Extract each line of the records below that contains the word "root".

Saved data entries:
┌──
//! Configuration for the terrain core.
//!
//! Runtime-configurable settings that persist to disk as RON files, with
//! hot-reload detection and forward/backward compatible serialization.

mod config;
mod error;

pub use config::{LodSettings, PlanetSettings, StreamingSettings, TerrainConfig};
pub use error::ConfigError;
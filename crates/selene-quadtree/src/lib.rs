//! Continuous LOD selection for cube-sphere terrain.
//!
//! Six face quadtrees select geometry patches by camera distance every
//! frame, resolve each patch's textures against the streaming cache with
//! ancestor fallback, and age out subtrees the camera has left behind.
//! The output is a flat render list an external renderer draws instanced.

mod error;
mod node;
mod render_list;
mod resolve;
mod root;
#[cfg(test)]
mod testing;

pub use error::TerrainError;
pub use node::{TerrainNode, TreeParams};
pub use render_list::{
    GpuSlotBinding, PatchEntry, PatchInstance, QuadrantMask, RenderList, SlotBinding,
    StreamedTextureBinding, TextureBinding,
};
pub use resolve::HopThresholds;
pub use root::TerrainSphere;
└──
Answer to the problem:
mod root;
pub use root::TerrainSphere;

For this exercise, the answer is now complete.